Your closing should take place in just a few sentences. These include a very condensed summary of why you are a good fit and a call to action.

End with a signature line

It’s recommended in all types of cover letters that you include a closing salutation and sign your name, either physically or digitally, depending on the format.

Cover letter examples

Here is an example of a cover letter written in two distinctly different ways. One in traditional application cover letter format and one in email format:

Application cover letter example

Marta Singer
marta.singer@email.com
555 Monopoly Lane
Jackson, MI
(555) 833-5555

Sept. 29, 2019

Stewart Zippe
Zipco Inc.
123 Fallgren Drive
Jackson, MI

Greetings, Stewart Zippe,

How do I know I’m a good fit for Zipco Inc.'s open court reporter position? It might be because I’ve been a transcriptionist for 14 years, or maybe it’s because I can type 82 words per minute? Either way, I’m excited to learn more about the opportunity with Zipco Inc.

I began my career in 2005 when I took a job as a transcriptionist at a doctor’s office. I learned quickly how to be an accurate and detail-oriented stenographer. Since then, technology has changed how transcriptionists operate. To keep up with the changes, I earned a stenographer certificate in 2017. At the time, I left the doctor’s office and began a freelancing business. As a successful business owner, I am focused on assuring quality and am a reliable freelancer to my transcription clients in industries like medical, news media and law.

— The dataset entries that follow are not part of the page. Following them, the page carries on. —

//! Marquee main entry point
//!
//! This is the command-line interface for the Marquee chart scraper.

use anyhow::Context;
use clap::Parser;
use marquee::config::{compute_config_hash, read_config, validate, Config};
use marquee::crawler::Coordinator;
use marquee::RunSummary;
use std::path::{Path, PathBuf};
use std::process::ExitCode;
use tracing_appender::non_blocking::WorkerGuard;
use tracing_subscriber::layer::SubscriberExt;
use tracing_subscriber::util::SubscriberInitExt;
use tracing_subscriber::{fmt, EnvFilter, Layer};

/// Exit status when the configuration or log file cannot be set up
const EXIT_SETUP_ERROR: u8 = 2;

/// Marquee: a concurrent movie chart scraper
///
/// Marquee fetches a ranked listing page, visits every item's detail page
/// with a bounded pool of workers, and appends complete records to a CSV file.
#[derive(Parser, Debug)]
#[command(name = "marquee")]
#[command(version = "1.0.0")]
#[command(about = "A concurrent movie chart scraper", long_about = None)]
struct Cli {
    /// Path to TOML configuration file (defaults are used when omitted)
    #[arg(value_name = "CONFIG")]
    config: Option<PathBuf>,

    /// Increase logging verbosity (-v, -vv, -vvv)
    #[arg(short, long, action = clap::ArgAction::Count)]
    verbose: u8,

    /// Suppress non-error output
    #[arg(short, long, conflicts_with = "verbose")]
    quiet: bool,

    /// Validate config and show what would be scraped without fetching anything
    #[arg(long)]
    dry_run: bool,

    /// Maximum number of concurrent detail workers
    #[arg(long, value_name = "N")]
    max_workers: Option<u32>,

    /// CSV file to append records to
    #[arg(long, value_name = "PATH")]
    output: Option<String>,

    /// User-Agent header sent with every request
    #[arg(long, value_name = "UA")]
    user_agent: Option<String>,

    /// Listing page to scrape
    #[arg(long, value_name = "URL")]
    listing_url: Option<String>,
}

#[tokio::main]
async fn main() -> ExitCode {
    let cli = Cli::parse();

    // Configuration errors are reported before logging exists
    let (config, config_hash) = match load_effective_config(&cli) {
        Ok(loaded) => loaded,
        Err(e) => {
            eprintln!("Failed to load configuration: {:#}", e);
            return ExitCode::from(EXIT_SETUP_ERROR);
        }
    };

    let _guard = match setup_logging(Path::new(&config.output.log_path), cli.verbose, cli.quiet)
    {
        Ok(guard) => guard,
        Err(e) => {
            eprintln!("Failed to set up logging: {:#}", e);
            return ExitCode::from(EXIT_SETUP_ERROR);
        }
    };

    match &config_hash {
        Some(hash) => tracing::info!("Configuration loaded successfully (hash: {})", hash),
        None => tracing::info!("No configuration file given, using defaults"),
    }

    if cli.dry_run {
        handle_dry_run(&config);
        return ExitCode::SUCCESS;
    }

    let result = handle_scrape(config).await;
    match &result {
        Ok(summary) => {
            if !cli.quiet {
                summary.print_summary();
            }
            if summary.saved == 0 {
                tracing::error!("No records were saved");
            }
        }
        Err(e) => tracing::error!("Scrape failed: {:#}", e),
    }

    ExitCode::from(exit_code(&result))
}

/// Maps a finished run to the process exit status
///
/// A run only succeeds if it saved at least one record.
fn exit_code(result: &anyhow::Result<RunSummary>) -> u8 {
    match result {
        Ok(summary) if summary.saved > 0 => 0,
        _ => 1,
    }
}

/// Loads the config file (if any), applies command-line overrides and validates
fn load_effective_config(cli: &Cli) -> anyhow::Result<(Config, Option<String>)> {
    let (mut config, hash) = match &cli.config {
        Some(path) => {
            let config = read_config(path)
                .with_context(|| format!("reading {}", path.display()))?;
            let hash = compute_config_hash(path)?;
            (config, Some(hash))
        }
        None => (Config::default(), None),
    };

    if let Some(max_workers) = cli.max_workers {
        config.scraper.max_workers = max_workers;
    }
    if let Some(output) = &cli.output {
        config.output.csv_path = output.clone();
    }
    if let Some(user_agent) = &cli.user_agent {
        config.user_agent.value = user_agent.clone();
    }
    if let Some(listing_url) = &cli.listing_url {
        config.scraper.listing_url = listing_url.clone();
    }

    validate(&config)?;
    Ok((config, hash))
}

/// Sets up console and log file output based on verbosity level
///
/// The returned guard flushes the file writer on drop and must be held for
/// the life of the program.
fn setup_logging(log_path: &Path, verbose: u8, quiet: bool) -> anyhow::Result<WorkerGuard> {
    let file = std::fs::OpenOptions::new()
        .create(true)
        .append(true)
        .open(log_path)
        .with_context(|| format!("opening log file {}", log_path.display()))?;
    let (file_writer, guard) = tracing_appender::non_blocking(file);

    tracing_subscriber::registry()
        .with(
            fmt::layer()
                .with_writer(std::io::stderr)
                .with_target(false)
                .with_thread_ids(false)
                .with_file(false)
                .with_filter(EnvFilter::new(console_directives(verbose, quiet))),
        )
        .with(
            fmt::layer()
                .with_writer(file_writer)
                .with_ansi(false)
                .with_target(false)
                .with_filter(EnvFilter::new(file_directives(verbose))),
        )
        .init();

    Ok(guard)
}

/// Console filter directives for the chosen verbosity
fn console_directives(verbose: u8, quiet: bool) -> &'static str {
    if quiet {
        return "error";
    }
    match verbose {
        0 => "marquee=info,warn",
        1 => "marquee=debug,info",
        2 => "marquee=trace,debug",
        _ => "trace",
    }
}

/// Log file filter directives
///
/// `--quiet` only silences the console; the file always keeps the per-item
/// lines.
fn file_directives(verbose: u8) -> &'static str {
    console_directives(verbose, false)
}

/// Handles the --dry-run mode: shows the effective configuration
fn handle_dry_run(config: &Config) {
    println!("=== Marquee Dry Run ===\n");

    println!("Scraper Configuration:");
    println!("  Listing URL: {}", config.scraper.listing_url);
    println!("  Origin: {}", config.scraper.origin);
    println!("  Max workers: {}", config.scraper.max_workers);
    println!("  Max jitter: {}ms", config.scraper.max_jitter_ms);
    println!("  Fetch timeout: {}s", config.scraper.fetch_timeout_secs);
    println!("  Max sink failures: {}", config.scraper.max_sink_failures);

    println!("\nUser Agent:");
    println!("  {}", config.user_agent.value);

    println!("\nOutput:");
    println!("  CSV: {}", config.output.csv_path);
    println!("  Log: {}", config.output.log_path);

    println!("\nSelectors:");
    for (name, rule) in config.selectors.entries() {
        println!("  {}: {}", name, rule);
    }

    println!("\n✓ Configuration is valid");
}

/// Handles the main scrape operation
async fn handle_scrape(config: Config) -> anyhow::Result<RunSummary> {
    let listing_url = config.scraper.listing_url.clone();
    let coordinator = Coordinator::new(config).context("initializing scraper")?;

    // Ctrl-C lets in-flight writes finish; pending items are dropped
    let cancel = coordinator.cancellation_token();
    tokio::spawn(async move {
        if tokio::signal::ctrl_c().await.is_ok() {
            tracing::warn!("Interrupt received, cancelling run");
            cancel.cancel();
        }
    });

    let summary = coordinator.run(&listing_url).await?;
    Ok(summary)
}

I’ve built a career in transcription and stenography that spans more than a decade, but possibly my most unique and compelling qualification for this role is I’ve worked independently as a stenographer for attorneys and legal professionals over the past three years. Additionally, my experience as a medical transcriptionist means that I understand confidentiality and the important role it plays in business.

In closing, I am submitting my resume for the court reporter position at Zipco Inc. because my long career in stenography speaks for itself. My recent work with attorneys has taught me important aspects of legal transcription and being a medical transcriptionist helped me develop discretion for client affairs. I look forward to hearing from you soon, or I will follow up in two days.

All the best,
Marta Singer

Email cover letter example

*Subject: Court Reporter – Marta Singer*

Greeting Stewart Zippe,

How do I know I’m a good fit for Zipco Inc.’s open court reporter position?

It might be because I’ve been a transcriptionist for 14 years, or maybe it’s because I can type 82 words per minute? Either way, I’m excited to learn more about the opportunity with Zipco Inc.

I began my career in 2005when I took a job as a transcriptionist at a doctor’s office. Since then, I earned a stenographer certificate. Today, I am focused on assuring quality and am a reliable freelancer to my transcription clients in industries like medical, news media and law.

My most unique and compelling qualification for this role is having worked independently as a stenographer for attorneys and legal professionals over the past three years. Additionally, my experience as a medical transcriptionist means that I understand confidentiality and the important role it plays in business.

In closing, I am submitting my resume for the court reporter position at Zipco Inc. because my long career in stenography speaks for itself. My recent work with attorneys has taught me important aspects of legal transcription and being a medical transcriptionist helped me develop discretion for client affairs.

I look forward to hearing from you soon, or I will follow up in two days.